[Items from a data source]
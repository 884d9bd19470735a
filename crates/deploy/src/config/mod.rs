//! Per-network deployment configuration.
//!
//! A single [`DeploymentConfig`] is produced once per run by the config step of
//! the live network and persisted as the pseudo artifact [`CONFIG_NAME`]. The
//! persisted record is only rewritten when the config changes. Every other step
//! reads it back through [`load_config`]; nothing writes it afterwards.

use std::collections::BTreeMap;

use alloy_core::primitives::{Address, B256};
use anyhow::Result;
use serde::{Deserialize, Serialize};

use crate::{
    StepContext,
    artifact::DeploymentArtifact,
    error::ConfigError,
};

pub mod kovan;
pub mod mainnet;
mod vault_calls;

pub use vault_calls::{
    Selector, VaultCallArrays, VaultCallEntry, encode_call, flatten as flatten_vault_calls,
    selector,
};

/// Reserved artifact name the config is persisted under.
pub const CONFIG_NAME: &str = "Config";

/// Denomination a price aggregator reports in. Matches the on-chain enum index.
#[derive(Debug, Clone, Copy, PartialEq, Eq, Hash, Serialize, Deserialize, strum::Display)]
#[serde(rename_all = "UPPERCASE")]
#[strum(serialize_all = "UPPERCASE")]
pub enum RateAsset {
    Eth = 0,
    Usd = 1,
}

impl RateAsset {
    pub fn index(&self) -> u8 {
        *self as u8
    }
}

#[derive(Debug, Clone, Copy, PartialEq, Eq, Serialize, Deserialize)]
#[serde(rename_all = "camelCase")]
pub struct AggregatorConfig {
    pub aggregator: Address,
    pub rate_asset: RateAsset,
}

impl AggregatorConfig {
    pub const fn eth(aggregator: Address) -> Self {
        Self {
            aggregator,
            rate_asset: RateAsset::Eth,
        }
    }

    pub const fn usd(aggregator: Address) -> Self {
        Self {
            aggregator,
            rate_asset: RateAsset::Usd,
        }
    }
}

#[derive(Debug, Clone, PartialEq, Eq, Serialize, Deserialize)]
#[serde(rename_all = "camelCase")]
pub struct ChainlinkConfig {
    pub eth_usd_aggregator: Address,
    /// Seconds after which an aggregator answer counts as stale.
    pub stale_rate_threshold: u64,
}

#[derive(Debug, Clone, PartialEq, Eq, Serialize, Deserialize)]
#[serde(rename_all = "camelCase")]
pub struct CompoundConfig {
    pub ceth: Address,
    /// cToken symbol (without the `c` prefix) to cToken address.
    pub ctokens: BTreeMap<String, Address>,
}

#[derive(Debug, Clone, PartialEq, Eq, Serialize, Deserialize)]
#[serde(rename_all = "camelCase")]
pub struct SynthetixConfig {
    pub address_resolver: Address,
    pub delegate_approvals: Address,
    pub originator: Address,
    pub tracking_code: B256,
    pub susd: Address,
    pub synths: BTreeMap<String, Address>,
}

#[derive(Debug, Clone, PartialEq, Eq, Serialize, Deserialize)]
#[serde(rename_all = "camelCase")]
pub struct UniswapV2Config {
    pub router: Address,
    pub factory: Address,
}

#[derive(Debug, Clone, PartialEq, Eq, Serialize, Deserialize)]
#[serde(rename_all = "camelCase")]
pub struct KyberConfig {
    pub network_proxy: Address,
}

#[derive(Debug, Clone, PartialEq, Eq, Serialize, Deserialize)]
#[serde(rename_all = "camelCase")]
pub struct GuaranteedRedemptionConfig {
    /// Seconds before a redemption window opens during which trading is blocked.
    pub redemption_window_buffer: u64,
}

#[derive(Debug, Clone, PartialEq, Eq, Serialize, Deserialize)]
#[serde(rename_all = "camelCase")]
pub struct PolicyConfig {
    pub guaranteed_redemption: GuaranteedRedemptionConfig,
}

/// Addresses and parameters for one network.
#[derive(Debug, Clone, PartialEq, Eq, Serialize, Deserialize)]
#[serde(rename_all = "camelCase")]
pub struct DeploymentConfig {
    pub weth: Address,
    pub primitives: BTreeMap<String, Address>,
    pub aggregators: BTreeMap<String, AggregatorConfig>,
    pub chainlink: ChainlinkConfig,
    #[serde(default, skip_serializing_if = "Option::is_none")]
    pub compound: Option<CompoundConfig>,
    #[serde(default, skip_serializing_if = "Option::is_none")]
    pub synthetix: Option<SynthetixConfig>,
    #[serde(default, skip_serializing_if = "Option::is_none")]
    pub uniswap_v2: Option<UniswapV2Config>,
    #[serde(default, skip_serializing_if = "Option::is_none")]
    pub kyber: Option<KyberConfig>,
    #[serde(default)]
    pub vault_calls: Vec<VaultCallEntry>,
    pub policies: PolicyConfig,
}

/// Primitives paired with their aggregators, as parallel lists.
#[derive(Debug, Clone, Default, PartialEq, Eq)]
pub struct PrimitiveAggregators {
    pub symbols: Vec<String>,
    pub primitives: Vec<Address>,
    pub aggregators: Vec<Address>,
    pub rate_assets: Vec<RateAsset>,
}

impl DeploymentConfig {
    /// Flatten primitives against aggregators, in symbol order.
    ///
    /// Fails on the first primitive that has no aggregator.
    pub fn primitive_aggregators(&self) -> Result<PrimitiveAggregators, ConfigError> {
        let mut flat = PrimitiveAggregators::default();
        for (symbol, primitive) in &self.primitives {
            let aggregator =
                self.aggregators
                    .get(symbol)
                    .ok_or_else(|| ConfigError::MissingAggregator {
                        symbol: symbol.clone(),
                    })?;
            flat.symbols.push(symbol.clone());
            flat.primitives.push(*primitive);
            flat.aggregators.push(aggregator.aggregator);
            flat.rate_assets.push(aggregator.rate_asset);
        }
        Ok(flat)
    }

    /// Check the invariants the release relies on.
    pub fn validate(&self) -> Result<(), ConfigError> {
        if self.weth.is_zero() {
            return Err(zero("weth"));
        }
        for (symbol, address) in &self.primitives {
            if address.is_zero() {
                return Err(zero(format!("primitives.{symbol}")));
            }
        }
        self.primitive_aggregators()?;

        if let Some(compound) = &self.compound {
            for (symbol, ctoken) in &compound.ctokens {
                if ctoken.is_zero() {
                    return Err(zero(format!("compound.ctokens.{symbol}")));
                }
            }
        }
        if let Some(synthetix) = &self.synthetix {
            for (symbol, synth) in &synthetix.synths {
                if synth.is_zero() {
                    return Err(zero(format!("synthetix.synths.{symbol}")));
                }
            }
        }
        for (index, call) in self.vault_calls.iter().enumerate() {
            if call.contract.is_zero() {
                return Err(zero(format!("vaultCalls[{index}]")));
            }
        }
        Ok(())
    }
}

fn zero(field: impl Into<String>) -> ConfigError {
    ConfigError::ZeroAddress {
        field: field.into(),
    }
}

/// Persist `data` as the run's config. Only one config may be written per run.
pub fn save_config(ctx: &mut StepContext<'_>, data: &DeploymentConfig) -> Result<()> {
    if ctx.is_materialized(CONFIG_NAME) {
        return Err(ConfigError::AlreadyPersisted {
            network: ctx.network().store_key(),
        }
        .into());
    }

    let linked_data = serde_json::to_value(data)
        .map_err(|e| ConfigError::Malformed(e.to_string()))?;

    // An identical persisted config keeps its original record.
    match ctx.persisted(CONFIG_NAME)? {
        Some(prior) if prior.linked_data == linked_data => {
            ctx.materialize(CONFIG_NAME, prior)?;
            tracing::info!(network = %ctx.network().store_key(), "Deployment config unchanged");
            return Ok(());
        }
        _ => {}
    }

    ctx.persist(CONFIG_NAME, DeploymentArtifact::pseudo(CONFIG_NAME, linked_data))?;

    tracing::info!(
        network = %ctx.network().store_key(),
        primitives = data.primitives.len(),
        vault_calls = data.vault_calls.len(),
        "Deployment config saved"
    );
    Ok(())
}

/// Read the run's config. Fails if no config step has persisted one.
pub fn load_config(ctx: &StepContext<'_>) -> Result<DeploymentConfig> {
    let artifact = ctx
        .get_or_null(CONFIG_NAME)?
        .ok_or_else(|| ConfigError::NotPersisted {
            network: ctx.network().store_key(),
        })?;

    serde_json::from_value(artifact.linked_data)
        .map_err(|e| ConfigError::Malformed(e.to_string()).into())
}

/// Whether a config has been persisted in this run.
pub fn has_config(ctx: &StepContext<'_>) -> bool {
    ctx.is_materialized(CONFIG_NAME)
}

Required work -> If a line above holds the word "field", count it; then say how many such lines there are and nothing else.

Task answer -> 2